Mots-clés: sadisme, narcissisme, agressivité


 

 

Introdução

Amargurando queda constante nos índices de audiência em outros países, no Brasil, o Big Brother, programa no formato reality show, completou em 2018 a sua maioridade conquistando os melhores números de espectadores em seis anos (Oliveira, 2018). Mas o sucesso não se limita aos índices televisivos. Segundo levantamento realizado pelo El País, no Brasil, o termo "BBB" foi a principal busca do ano no Google em 2013, 2014, 2015 e 2017 (Oliveira, 2018).

Para dar uma dimensão do sucesso nas redes, em um mesmo dia o volume de buscas da frase "quem ganhou a prova do BBB18" teve semelhante ordem de grandeza de buscas sobre o pedido de prisão do ex-presidente Lula (Oliveira, 2018).

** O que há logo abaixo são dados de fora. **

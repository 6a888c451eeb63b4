//! Vendor tier tables
//!
//! Tables are declarative data embedded in the crate and parsed once into an
//! immutable [`TierCatalog`]. Each table row pairs a CPU step with the memory
//! steps that may be combined with it; rows are flattened into a CPU-major,
//! memory-minor sorted list of purchasable [`Aggregate`]s.

use serde::{Deserialize, Serialize};
use std::collections::BTreeMap;

use crate::error::ConfigError;
use crate::models::{Architecture, ChargeType};

/// Tier data for the reference vendor's serverless product
const BUILTIN_TIERS: &str = include_str!("../../data/tiers.json");

/// One purchasable (CPU, Memory[, GPU]) combination
#[derive(Debug, Clone, Copy, PartialEq, Serialize, Deserialize)]
pub struct Aggregate {
    pub cpu: f64,
    pub mem: f64,
    #[serde(default)]
    pub gpu: f64,
}

impl Aggregate {
    pub fn new(cpu: f64, mem: f64) -> Self {
        Self { cpu, mem, gpu: 0.0 }
    }
}

/// One table row: a CPU step and the memory steps legally combinable with it
#[derive(Debug, Clone, PartialEq)]
pub struct ResourceRange {
    pub cpu: f64,
    pub mem_values: Vec<f64>,
    /// GPUs bundled with this CPU step (GPU tables only)
    pub gpu: f64,
}

/// A flattened, validated table for one architecture (and charge type)
#[derive(Debug, Clone)]
pub struct TierTable {
    architecture: Architecture,
    charge_type: Option<ChargeType>,
    rows: Vec<ResourceRange>,
    aggregates: Vec<Aggregate>,
    floor: Aggregate,
    ceiling: Aggregate,
}

impl TierTable {
    pub fn architecture(&self) -> Architecture {
        self.architecture
    }

    /// `None` when the table applies to every charge type
    pub fn charge_type(&self) -> Option<ChargeType> {
        self.charge_type
    }

    pub fn rows(&self) -> &[ResourceRange] {
        &self.rows
    }

    /// Tiers sorted by CPU ascending, then memory ascending
    pub fn aggregates(&self) -> &[Aggregate] {
        &self.aggregates
    }

    /// Tier used when neither CPU nor memory was specified
    pub fn floor(&self) -> Aggregate {
        self.floor
    }

    /// Largest single-instance tier; demand that fits nowhere saturates here
    pub fn ceiling(&self) -> Aggregate {
        self.ceiling
    }

    pub fn name(&self) -> String {
        match self.charge_type {
            Some(ct) => format!("{}/{}", self.architecture, ct),
            None => self.architecture.to_string(),
        }
    }

    fn validate(&self) -> Result<(), ConfigError> {
        let fail = |reason: String| ConfigError::TierTable {
            table: self.name(),
            reason,
        };

        if self.rows.is_empty() {
            return Err(fail("table has no rows".to_string()));
        }
        for pair in self.rows.windows(2) {
            if pair[1].cpu <= pair[0].cpu {
                return Err(fail(format!(
                    "cpu steps must be strictly increasing ({} after {})",
                    pair[1].cpu, pair[0].cpu
                )));
            }
        }
        for row in &self.rows {
            if row.mem_values.is_empty() {
                return Err(fail(format!("cpu step {} has no memory steps", row.cpu)));
            }
            if row.mem_values.iter().any(|m| !m.is_finite() || *m <= 0.0) {
                return Err(fail(format!("cpu step {} has a non-positive memory step", row.cpu)));
            }
            if row.mem_values.windows(2).any(|w| w[1] < w[0]) {
                return Err(fail(format!(
                    "memory steps of cpu {} must be non-decreasing",
                    row.cpu
                )));
            }
        }
        let max_cpu = self.rows.last().map(|r| r.cpu).unwrap_or_default();
        if self.ceiling.cpu < max_cpu {
            return Err(fail(format!(
                "ceiling cpu {} is below the largest cpu step {}",
                self.ceiling.cpu, max_cpu
            )));
        }
        Ok(())
    }
}

/// Flatten rows into the sorted first-fit scan order
pub fn flatten(rows: &[ResourceRange]) -> Vec<Aggregate> {
    rows.iter()
        .flat_map(|row| {
            row.mem_values.iter().map(move |&mem| Aggregate {
                cpu: row.cpu,
                mem,
                gpu: row.gpu,
            })
        })
        .collect()
}

/// Indices of the tables an architecture resolves to, per charge type
#[derive(Debug, Clone, Copy)]
struct Resolved {
    prepaid: usize,
    postpaid: usize,
}

/// Immutable set of tier tables for one vendor
#[derive(Debug, Clone)]
pub struct TierCatalog {
    vendor: String,
    tables: Vec<TierTable>,
    resolved: Vec<Resolved>,
    exclusive: BTreeMap<Architecture, Vec<Aggregate>>,
}

impl TierCatalog {
    /// Catalog built from the embedded vendor data
    pub fn builtin() -> Result<Self, ConfigError> {
        Self::from_json(BUILTIN_TIERS)
    }

    /// Parse and validate a catalog from its JSON form
    pub fn from_json(json: &str) -> Result<Self, ConfigError> {
        let raw: RawCatalog = serde_json::from_str(json)?;
        Self::from_raw(raw)
    }

    fn from_raw(raw: RawCatalog) -> Result<Self, ConfigError> {
        let tables = raw
            .tables
            .into_iter()
            .map(|t| {
                let rows: Vec<ResourceRange> = t.rows.into_iter().map(RawRow::into_range).collect();
                let table = TierTable {
                    architecture: t.architecture,
                    charge_type: t.charge_type,
                    aggregates: flatten(&rows),
                    rows,
                    floor: t.floor,
                    ceiling: t.ceiling,
                };
                table.validate()?;
                Ok(table)
            })
            .collect::<Result<Vec<_>, ConfigError>>()?;

        let mut resolved = Vec::with_capacity(Architecture::ALL.len());
        for arch in Architecture::ALL {
            let prepaid = resolve(&tables, arch, ChargeType::Prepaid)?;
            let postpaid = resolve(&tables, arch, ChargeType::PostpaidByHour)?;
            resolved.push(Resolved { prepaid, postpaid });
        }

        let mut exclusive: BTreeMap<Architecture, Vec<Aggregate>> = raw
            .exclusive
            .into_iter()
            .map(|e| {
                let rows: Vec<ResourceRange> = e.rows.into_iter().map(RawRow::into_range).collect();
                (e.architecture, flatten(&rows))
            })
            .collect();
        // every tier of a GPU model is exclusive to that model
        for table in tables.iter().filter(|t| t.architecture.is_gpu()) {
            exclusive
                .entry(table.architecture)
                .or_insert_with(|| table.aggregates.clone());
        }

        Ok(Self {
            vendor: raw.vendor,
            tables,
            resolved,
            exclusive,
        })
    }

    pub fn vendor(&self) -> &str {
        &self.vendor
    }

    pub fn tables(&self) -> &[TierTable] {
        &self.tables
    }

    /// Table used for an architecture under a charge type
    pub fn table(&self, architecture: Architecture, charge_type: ChargeType) -> &TierTable {
        let resolved = self.resolved[architecture_index(architecture)];
        match charge_type {
            ChargeType::Prepaid => &self.tables[resolved.prepaid],
            ChargeType::PostpaidByHour => &self.tables[resolved.postpaid],
        }
    }

    /// SKUs sold only on the given architecture
    pub fn exclusive(&self, architecture: Architecture) -> &[Aggregate] {
        self.exclusive
            .get(&architecture)
            .map(Vec::as_slice)
            .unwrap_or(&[])
    }
}

fn architecture_index(architecture: Architecture) -> usize {
    match architecture {
        Architecture::Intel => 0,
        Architecture::Amd => 1,
        Architecture::V100 => 2,
        Architecture::T4 => 3,
        Architecture::Nvidia2080Ti => 4,
    }
}

/// Prefer a table dedicated to the charge type, else a charge-type independent one
fn resolve(
    tables: &[TierTable],
    architecture: Architecture,
    charge_type: ChargeType,
) -> Result<usize, ConfigError> {
    let dedicated = tables
        .iter()
        .position(|t| t.architecture == architecture && t.charge_type == Some(charge_type));
    let shared = || {
        tables
            .iter()
            .position(|t| t.architecture == architecture && t.charge_type.is_none())
    };
    dedicated.or_else(shared).ok_or_else(|| ConfigError::TierTable {
        table: format!("{}/{}", architecture, charge_type),
        reason: "no table covers this architecture and charge type".to_string(),
    })
}

#[derive(Debug, Deserialize)]
struct RawCatalog {
    vendor: String,
    tables: Vec<RawTable>,
    #[serde(default)]
    exclusive: Vec<RawExclusive>,
}

#[derive(Debug, Deserialize)]
struct RawTable {
    architecture: Architecture,
    #[serde(default)]
    charge_type: Option<ChargeType>,
    floor: Aggregate,
    ceiling: Aggregate,
    rows: Vec<RawRow>,
}

#[derive(Debug, Deserialize)]
struct RawExclusive {
    architecture: Architecture,
    rows: Vec<RawRow>,
}

#[derive(Debug, Deserialize)]
struct RawRow {
    cpu: f64,
    mem: MemorySteps,
    #[serde(default)]
    gpu: f64,
}

impl RawRow {
    fn into_range(self) -> ResourceRange {
        ResourceRange {
            cpu: self.cpu,
            mem_values: self.mem.into_values(),
            gpu: self.gpu,
        }
    }
}

/// Memory steps either listed or given as an inclusive 1 GiB range
#[derive(Debug, Deserialize)]
#[serde(untagged)]
enum MemorySteps {
    Range { from: u32, to: u32 },
    Values(Vec<f64>),
}

impl MemorySteps {
    fn into_values(self) -> Vec<f64> {
        match self {
            MemorySteps::Range { from, to } => (from..=to).map(f64::from).collect(),
            MemorySteps::Values(values) => values,
        }
    }
}

#[cfg(test)]
mod tests {
    use super::*;

    #[test]
    fn test_builtin_catalog_loads() {
        let catalog = TierCatalog::builtin().unwrap();
        assert_eq!(catalog.vendor(), "qcloud-eks");
        assert_eq!(catalog.tables().len(), 6);
    }

    #[test]
    fn test_flattened_tables_are_cpu_major_sorted() {
        let catalog = TierCatalog::builtin().unwrap();
        for table in catalog.tables() {
            for pair in table.aggregates().windows(2) {
                let (a, b) = (pair[0], pair[1]);
                assert!(
                    a.cpu < b.cpu || (a.cpu == b.cpu && a.mem <= b.mem),
                    "{} not sorted at {:?} -> {:?}",
                    table.name(),
                    a,
                    b
                );
            }
        }
    }

    #[test]
    fn test_charge_type_segmentation() {
        let catalog = TierCatalog::builtin().unwrap();

        let prepaid = catalog.table(Architecture::Intel, ChargeType::Prepaid);
        assert_eq!(prepaid.ceiling(), Aggregate::new(8.0, 32.0));
        assert_eq!(prepaid.aggregates().first(), Some(&Aggregate::new(1.0, 1.0)));

        let postpaid = catalog.table(Architecture::Intel, ChargeType::PostpaidByHour);
        assert_eq!(postpaid.ceiling(), Aggregate::new(16.0, 64.0));
        assert_eq!(postpaid.aggregates().first(), Some(&Aggregate::new(0.25, 0.5)));

        // AMD is charge-type independent
        let amd_prepaid = catalog.table(Architecture::Amd, ChargeType::Prepaid);
        let amd_postpaid = catalog.table(Architecture::Amd, ChargeType::PostpaidByHour);
        assert_eq!(amd_prepaid.aggregates(), amd_postpaid.aggregates());
        assert_eq!(amd_prepaid.ceiling(), Aggregate::new(32.0, 64.0));
    }

    #[test]
    fn test_postpaid_row_sizes() {
        let catalog = TierCatalog::builtin().unwrap();
        let postpaid = catalog.table(Architecture::Intel, ChargeType::PostpaidByHour);
        let sizes: Vec<usize> = postpaid.rows().iter().map(|r| r.mem_values.len()).collect();
        assert_eq!(sizes, vec![3, 4, 8, 13, 25, 17, 25, 33]);
    }

    #[test]
    fn test_gpu_tables_bundle_gpus() {
        let catalog = TierCatalog::builtin().unwrap();
        let v100 = catalog.table(Architecture::V100, ChargeType::PostpaidByHour);
        let gpus: Vec<f64> = v100.aggregates().iter().map(|a| a.gpu).collect();
        assert_eq!(gpus, vec![1.0, 2.0, 4.0, 8.0]);
        assert_eq!(catalog.exclusive(Architecture::T4).len(), 3);
    }

    #[test]
    fn test_rejects_decreasing_memory() {
        let json = r#"{
            "vendor": "broken",
            "tables": [{
                "architecture": "intel",
                "floor": {"cpu": 1, "mem": 2},
                "ceiling": {"cpu": 1, "mem": 4},
                "rows": [{"cpu": 1, "mem": [4, 2]}]
            }]
        }"#;
        let err = TierCatalog::from_json(json).unwrap_err();
        assert!(matches!(err, ConfigError::TierTable { .. }));
    }

    #[test]
    fn test_rejects_missing_architecture() {
        let json = r#"{
            "vendor": "intel-only",
            "tables": [{
                "architecture": "intel",
                "floor": {"cpu": 1, "mem": 2},
                "ceiling": {"cpu": 1, "mem": 4},
                "rows": [{"cpu": 1, "mem": {"from": 1, "to": 4}}]
            }]
        }"#;
        let err = TierCatalog::from_json(json).unwrap_err();
        assert!(err.to_string().contains("amd"));
    }

    #[test]
    fn test_rejects_malformed_json() {
        let err = TierCatalog::from_json("{").unwrap_err();
        assert!(matches!(err, ConfigError::TierData(_)));
    }
}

A frase em questão se referia a outro recorde numérico obtido pelo programa: a prova de resistência mais longa de toda a sua história. Foram 43 horas sem comer, beber, dormir ou ir ao banheiro, com um detalhe significativo: por precaução médica, a prova foi encerrada antes da desistência de todos os participantes, isto é, sem que houvesse apenas um único resistente vencedor.

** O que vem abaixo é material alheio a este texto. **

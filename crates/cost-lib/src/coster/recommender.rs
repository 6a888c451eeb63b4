//! Cost of every sizing strategy, migrated to serverless

use std::collections::BTreeMap;
use tokio::task::JoinSet;
use tracing::debug;

use super::{Coster, CosterContext};
use crate::error::CompareError;
use crate::models::{
    RecommendedCost, SizingStrategy, WorkloadKey, WorkloadRecommendedPrice,
    WorkloadRecommendedSpecs,
};
use crate::pricer::PlatformParameter;

/// Per-strategy totals plus the per-workload prices they were summed from
#[derive(Debug, Clone, Default)]
pub struct RecommendedCostReport {
    pub costs: BTreeMap<SizingStrategy, RecommendedCost>,
    pub workload_prices: BTreeMap<WorkloadKey, WorkloadRecommendedPrice>,
    /// Platform cost shared by every strategy total
    pub platform_cost: f64,
}

impl RecommendedCostReport {
    pub fn cost(&self, strategy: SizingStrategy) -> RecommendedCost {
        self.costs.get(&strategy).copied().unwrap_or_default()
    }

    /// Migrating without resizing; baseline for savings
    pub fn baseline(&self) -> RecommendedCost {
        self.cost(SizingStrategy::Direct)
    }

    pub fn savings_percent(&self, strategy: SizingStrategy) -> f64 {
        self.cost(strategy).savings_percent(&self.baseline())
    }

    /// Strategy with the lowest total; ties go to the earlier strategy
    pub fn cheapest(&self) -> Option<(SizingStrategy, RecommendedCost)> {
        self.costs
            .iter()
            .map(|(s, c)| (*s, *c))
            .fold(None, |best, (s, c)| match best {
                Some((_, b)) if b.total_cost <= c.total_cost => best,
                _ => Some((s, c)),
            })
    }
}

/// Prices all six strategy specs of every non-DaemonSet workload
#[derive(Debug, Clone, Copy, Default)]
pub struct RecommenderCoster;

impl RecommenderCoster {
    pub fn new() -> Self {
        Self
    }

    fn price_workload(
        ctx: &CosterContext,
        key: &WorkloadKey,
        specs: &WorkloadRecommendedSpecs,
    ) -> WorkloadRecommendedPrice {
        let mut prices = WorkloadRecommendedPrice::default();
        for strategy in SizingStrategy::ALL {
            let spec = specs.get(strategy);
            let quote = ctx.settle(key, strategy.label(), ctx.pricer.serverless_pod_price(spec));
            prices.set(strategy, quote);
        }
        prices
    }

    /// Sum per-workload prices in key order and attach the shared platform fee
    fn summarize(
        ctx: &CosterContext,
        workload_prices: BTreeMap<WorkloadKey, WorkloadRecommendedPrice>,
    ) -> RecommendedCostReport {
        let hours = ctx.time_span_hours();
        let platform_cost = ctx
            .pricer
            .platform_price(&PlatformParameter::serverless())
            .total_price
            * hours;

        let costs = SizingStrategy::ALL
            .into_iter()
            .map(|strategy| {
                let workload_cost = workload_prices
                    .values()
                    .map(|p| p.get(strategy).total_price * hours)
                    .fold(0.0, |acc, cost| acc + cost);
                (strategy, RecommendedCost::new(workload_cost, platform_cost))
            })
            .collect();

        RecommendedCostReport {
            costs,
            workload_prices,
            platform_cost,
        }
    }

    fn eligible<'a>(
        ctx: &'a CosterContext,
    ) -> impl Iterator<Item = (&'a WorkloadKey, &'a WorkloadRecommendedSpecs)> + 'a {
        ctx.snapshot
            .recommendations
            .iter()
            .filter(|(key, _)| !key.is_daemonset())
    }

    /// Same pass as [`Coster::total_cost`], spread over `workers` blocking tasks.
    ///
    /// Each worker fills its own map; maps are merged before summing so the
    /// totals equal the sequential pass exactly.
    pub async fn total_cost_concurrent(
        &self,
        ctx: &CosterContext,
        workers: usize,
    ) -> Result<RecommendedCostReport, CompareError> {
        let keys: Vec<WorkloadKey> = Self::eligible(ctx).map(|(k, _)| k.clone()).collect();
        let workers = workers.max(1);
        let chunk_size = keys.len().div_ceil(workers).max(1);

        let mut join_set = JoinSet::new();
        for chunk in keys.chunks(chunk_size) {
            let chunk = chunk.to_vec();
            let ctx = ctx.clone();
            join_set.spawn_blocking(move || {
                let mut partial = BTreeMap::new();
                for key in chunk {
                    if let Some(specs) = ctx.snapshot.recommendations.get(&key) {
                        let prices = Self::price_workload(&ctx, &key, specs);
                        partial.insert(key, prices);
                    }
                }
                partial
            });
        }

        let mut workload_prices = BTreeMap::new();
        while let Some(joined) = join_set.join_next().await {
            let partial = joined.map_err(|e| CompareError::Worker(e.to_string()))?;
            workload_prices.extend(partial);
        }

        debug!(
            workers = workers,
            workloads = workload_prices.len(),
            "Merged concurrent recommender results"
        );
        Ok(Self::summarize(ctx, workload_prices))
    }
}

impl Coster for RecommenderCoster {
    type Output = RecommendedCostReport;

    fn total_cost(&self, ctx: &CosterContext) -> RecommendedCostReport {
        let workload_prices = Self::eligible(ctx)
            .map(|(key, specs)| (key.clone(), Self::price_workload(ctx, key, specs)))
            .collect();
        Self::summarize(ctx, workload_prices)
    }
}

Tais provas determinam as posições no jogo, os prêmios e podem estabelecer também as condições a que os participantes serão sujeitos ao longo da semana, como a quantidade de alimentos ofertada ou o castigo a ser imposto.

O vencedor da prova do "anjo", por exemplo, tem um lado "monstro" que deve escolher dois participantes para serem submetidos a um castigo durante alguns dias, como ficar acorrentado com outro participante, ter de manter-se fantasiado e/ou realizar ações estapafúrdias, como pentear um macaco ao tocar de uma sirene.

Para completar, a audiência não participa apenas passivamente ou com comentários na internet. Em uma prova de resistência na qual os participantes ficaram confinados em um salão sem poder sentar ou deitar no chão, nem fazer necessidades fisiológicas ou gritar, quem definia a iluminação e o clima no interior da sala era o público, por meio de votações na internet. As insalubres opções eram frio, calor, chuva, muita chuva, garoa, vento, claro e escuro.

Segundo José Bonifácio de Oliveira, o Boninho, diretor do programa, "O 'BBB' não é cultura. É um jogo cruel" (Michael, 2010). Com efeito, o reality show é polêmico por suas "brincadeiras" sádicas, que Silvia Viana (2013) denomina rituais de sofrimento.

Mais uma vez o gênio maligno do programa nos dá um ingrediente da receita de sucesso:

Ele [o programa] dá o poder de o cara que está em casa ir matando pessoas, cortando cabeças. Não é um jogo de quem ganha. Para o cara de casa, é um jogo de quem você elimina. Só no último programa é que é feita a pergunta: "Quem merece ganhar?". (Michael, 2010)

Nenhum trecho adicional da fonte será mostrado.